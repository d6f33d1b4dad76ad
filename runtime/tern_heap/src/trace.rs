//! Tracing interfaces between the collector and everything that holds
//! references.
//!
//! The same visitor shape serves both phases of a collection: during marking
//! the visitor only reads the reference, during forwarding it overwrites it
//! with the relocated address. Implementations must therefore hand out the
//! reference mutably and must not cache copies elsewhere.

use crate::GcRef;

/// Receives every reference offered during a tracing pass.
pub trait RefVisitor {
    /// Visit one reference. The collector may rewrite `slot` in place.
    fn visit(&mut self, slot: &mut GcRef);
}

/// Heap objects that hold references to other heap objects.
///
/// `trace` must offer each contained reference exactly once per call.
/// A reference that is skipped is neither kept alive nor relocated, and
/// will dangle after the next collection.
pub trait Trace {
    fn trace(&mut self, visitor: &mut dyn RefVisitor);
}

/// Out-of-heap holders of references (registries, handle tables, stacks).
///
/// The collector calls `trace_roots` at every collection, once to mark and
/// once to forward. Only values are offered: any keys the provider indexes
/// by stay untouched, so hash-based containers never need rehashing.
pub trait RootProvider {
    fn trace_roots(&mut self, visitor: &mut dyn RefVisitor);
}

impl Trace for GcRef {
    #[inline]
    fn trace(&mut self, visitor: &mut dyn RefVisitor) {
        visitor.visit(self);
    }
}

impl<T: Trace> Trace for Option<T> {
    fn trace(&mut self, visitor: &mut dyn RefVisitor) {
        if let Some(inner) = self {
            inner.trace(visitor);
        }
    }
}

impl<T: Trace> Trace for Vec<T> {
    fn trace(&mut self, visitor: &mut dyn RefVisitor) {
        for item in self {
            item.trace(visitor);
        }
    }
}

impl<T: RootProvider + ?Sized> RootProvider for Box<T> {
    fn trace_roots(&mut self, visitor: &mut dyn RefVisitor) {
        (**self).trace_roots(visitor);
    }
}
┄┄┄┄┄┄┄┄┄┄┄┄┄┄┄┄┄┄┄┄
*TASK DETAILS*.
Please repeat every entry, exactly as it was written.

*WRITTEN REPLY*.
repository d6f33d1b4dad76ad
filename runtime/tern_heap/src/trace.rs
//! Tracing interfaces between the collector and everything that holds
//! references.
//!
//! The same visitor shape serves both phases of a collection: during marking
//! the visitor only reads the reference, during forwarding it overwrites it
//! with the relocated address. Implementations must therefore hand out the
//! reference mutably and must not cache copies elsewhere.

use crate::GcRef;

/// Receives every reference offered during a tracing pass.
pub trait RefVisitor {
    /// Visit one reference. The collector may rewrite `slot` in place.
    fn visit(&mut self, slot: &mut GcRef);
}

/// Heap objects that hold references to other heap objects.
///
/// `trace` must offer each contained reference exactly once per call.
/// A reference that is skipped is neither kept alive nor relocated, and
/// will dangle after the next collection.
pub trait Trace {
    fn trace(&mut self, visitor: &mut dyn RefVisitor);
}

/// Out-of-heap holders of references (registries, handle tables, stacks).
///
/// The collector calls `trace_roots` at every collection, once to mark and
/// once to forward. Only values are offered: any keys the provider indexes
/// by stay untouched, so hash-based containers never need rehashing.
pub trait RootProvider {
    fn trace_roots(&mut self, visitor: &mut dyn RefVisitor);
}

impl Trace for GcRef {
    #[inline]
    fn trace(&mut self, visitor: &mut dyn RefVisitor) {
        visitor.visit(self);
    }
}

impl<T: Trace> Trace for Option<T> {
    fn trace(&mut self, visitor: &mut dyn RefVisitor) {
        if let Some(inner) = self {
            inner.trace(visitor);
        }
    }
}

impl<T: Trace> Trace for Vec<T> {
    fn trace(&mut self, visitor: &mut dyn RefVisitor) {
        for item in self {
            item.trace(visitor);
        }
    }
}

impl<T: RootProvider + ?Sized> RootProvider for Box<T> {
    fn trace_roots(&mut self, visitor: &mut dyn RefVisitor) {
        (**self).trace_roots(visitor);
    }
}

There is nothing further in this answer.